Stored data
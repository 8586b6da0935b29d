//! Three-state cancellable handle registry.
//!
//! A [`CancellableRegistry`] gates an ordered list of [`CancelHandle`]s
//! behind a monotonic `{active, cancelled, deactivated}` state. It is the
//! primitive the continuation bridge (`crate::bridge`) uses to arbitrate
//! whether a callback or a cancellation "wins" a race — see `spec.md`
//! §3–§4.1.
//!
//! # Architecture
//!
//! The registry holds its state and handle list behind a single
//! `std::sync::Mutex`. `cancel()` snapshots the handle list and clears it
//! under the lock, then invokes every handle *after* the guard is
//! dropped — a re-entrant `cancel()` called from inside one of those
//! handles must not deadlock, and running callbacks with the lock held
//! would make that possible. This mirrors the "process events
//! synchronously, dispatch actions after unlock" discipline `spec.md` §5
//! requires of every state machine in this crate.

use std::sync::Mutex;

use crate::handle::CancelHandle;

/// Lifecycle state of a [`CancellableRegistry`].
///
/// Transitions are monotonic: `Active -> Cancelled` and
/// `Active -> Deactivated` are the only moves; both are terminal.
#[derive(Debug, Clone, Copy, PartialEq, Eq)]
pub enum RegistryState {
    /// Handles may still be added; neither terminal transition has run.
    Active,
    /// `cancel()` has committed; every handle has been (or is being)
    /// invoked.
    Cancelled,
    /// `deactivate()` has committed; handles were discarded without
    /// being cancelled.
    Deactivated,
}

struct Inner {
    state: RegistryState,
    handles: Vec<CancelHandle>,
}

/// Ordered, state-gated list of cancel handles.
///
/// See the module docs for the arbitration role this plays in
/// [`crate::bridge::await_cancellable`].
pub struct CancellableRegistry {
    inner: Mutex<Inner>,
}

impl CancellableRegistry {
    /// Creates a new registry in the `Active` state.
    pub fn new() -> Self {
        Self {
            inner: Mutex::new(Inner {
                state: RegistryState::Active,
                handles: Vec::new(),
            }),
        }
    }

    /// Returns the current lifecycle state.
    pub fn state(&self) -> RegistryState {
        self.inner.lock().unwrap().state
    }

    /// Adds a handle to the registry.
    ///
    /// - In `Active`: appends the handle and returns `true`.
    /// - In `Cancelled`: invokes `handle.cancel()` synchronously (outside
    ///   the lock) and returns `false` — a handle arriving after
    ///   cancellation has already committed must still be cancelled so
    ///   its side effect runs.
    /// - In `Deactivated`: drops the handle and returns `false` — the
    ///   callback already won, so the handle's cancel action must never
    ///   run.
    pub fn add(&self, handle: CancelHandle) -> bool {
        enum Outcome {
            Added,
            CancelNow(CancelHandle),
            Discarded,
        }

        let outcome = {
            let mut inner = self.inner.lock().unwrap();
            match inner.state {
                RegistryState::Active => {
                    inner.handles.push(handle);
                    Outcome::Added
                }
                RegistryState::Cancelled => Outcome::CancelNow(handle),
                RegistryState::Deactivated => Outcome::Discarded,
            }
        };

        match outcome {
            Outcome::Added => {
                tracing::trace!("registry: handle added");
                true
            }
            Outcome::CancelNow(handle) => {
                tracing::trace!("registry: late add while cancelled, cancelling immediately");
                handle.cancel();
                false
            }
            Outcome::Discarded => {
                tracing::trace!("registry: late add while deactivated, discarding");
                false
            }
        }
    }

    /// Transitions `Active -> Cancelled` and invokes every held handle
    /// exactly once, in insertion order, after the transition commits and
    /// the internal lock is released.
    ///
    /// A no-op if the registry is already `Cancelled` or `Deactivated`.
    pub fn cancel(&self) {
        let handles = {
            let mut inner = self.inner.lock().unwrap();
            if !matches!(inner.state, RegistryState::Active) {
                return;
            }
            inner.state = RegistryState::Cancelled;
            std::mem::take(&mut inner.handles)
        };

        tracing::trace!(count = handles.len(), "registry: cancelling held handles");
        for handle in &handles {
            handle.cancel();
        }
    }

    /// Transitions `Active -> Deactivated`, returning `true` if this call
    /// performed the transition (i.e. it "won"). Returns `false` if the
    /// registry was already `Cancelled` or `Deactivated`.
    ///
    /// Handles held at the time of deactivation are discarded without
    /// being cancelled — the callback that deactivated the registry has
    /// already completed successfully, so any cancel side effects must
    /// not run.
    pub fn deactivate(&self) -> bool {
        let mut inner = self.inner.lock().unwrap();
        if !matches!(inner.state, RegistryState::Active) {
            return false;
        }
        inner.state = RegistryState::Deactivated;
        inner.handles.clear();
        tracing::trace!("registry: deactivated");
        true
    }
}

impl Default for CancellableRegistry {
    fn default() -> Self {
        Self::new()
    }
}

#[cfg(test)]
mod tests {
    use super::*;
    use std::sync::atomic::{AtomicU32, Ordering};
    use std::sync::Arc;

    #[test]
    fn add_in_active_appends() {
        let registry = CancellableRegistry::new();
        assert!(registry.add(CancelHandle::noop()));
        assert_eq!(registry.state(), RegistryState::Active);
    }

    #[test]
    fn add_in_cancelled_cancels_immediately() {
        let registry = CancellableRegistry::new();
        registry.cancel();

        let count = Arc::new(AtomicU32::new(0));
        let c = count.clone();
        let handle = CancelHandle::new(move || {
            c.fetch_add(1, Ordering::SeqCst);
        });

        assert!(!registry.add(handle));
        assert_eq!(count.load(Ordering::SeqCst), 1);
    }

    #[test]
    fn add_in_deactivated_discards_without_cancel() {
        let registry = CancellableRegistry::new();
        assert!(registry.deactivate());

        let count = Arc::new(AtomicU32::new(0));
        let c = count.clone();
        let handle = CancelHandle::new(move || {
            c.fetch_add(1, Ordering::SeqCst);
        });

        assert!(!registry.add(handle));
        assert_eq!(count.load(Ordering::SeqCst), 0);
    }

    #[test]
    fn cancel_invokes_all_handles_in_order() {
        let registry = CancellableRegistry::new();
        let order = Arc::new(std::sync::Mutex::new(Vec::new()));

        for i in 0..3 {
            let o = order.clone();
            registry.add(CancelHandle::new(move || o.lock().unwrap().push(i)));
        }

        registry.cancel();
        assert_eq!(*order.lock().unwrap(), vec![0, 1, 2]);
        assert_eq!(registry.state(), RegistryState::Cancelled);
    }

    #[test]
    fn cancel_is_idempotent_and_terminal() {
        let registry = CancellableRegistry::new();
        let count = Arc::new(AtomicU32::new(0));
        let c = count.clone();
        registry.add(CancelHandle::new(move || {
            c.fetch_add(1, Ordering::SeqCst);
        }));

        registry.cancel();
        registry.cancel();
        assert_eq!(count.load(Ordering::SeqCst), 1);

        // deactivate after cancel must not win
        assert!(!registry.deactivate());
        assert_eq!(registry.state(), RegistryState::Cancelled);
    }

    #[test]
    fn deactivate_wins_exactly_once() {
        let registry = CancellableRegistry::new();
        assert!(registry.deactivate());
        assert!(!registry.deactivate());
        assert_eq!(registry.state(), RegistryState::Deactivated);
    }

    #[test]
    fn reentrant_cancel_from_handle_does_not_deadlock() {
        let registry = Arc::new(CancellableRegistry::new());
        let inner = registry.clone();
        registry.add(CancelHandle::new(move || {
            // Re-entrant cancel from within a handle callback.
            inner.cancel();
        }));

        registry.cancel();
        assert_eq!(registry.state(), RegistryState::Cancelled);
    }
}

EXERCISE REQUIREMENTS - Pull every line containing "that" out of the records.

WRITTEN ANSWER -
//! would make that possible. This mirrors the "process events
    /// being cancelled — the callback that deactivated the registry has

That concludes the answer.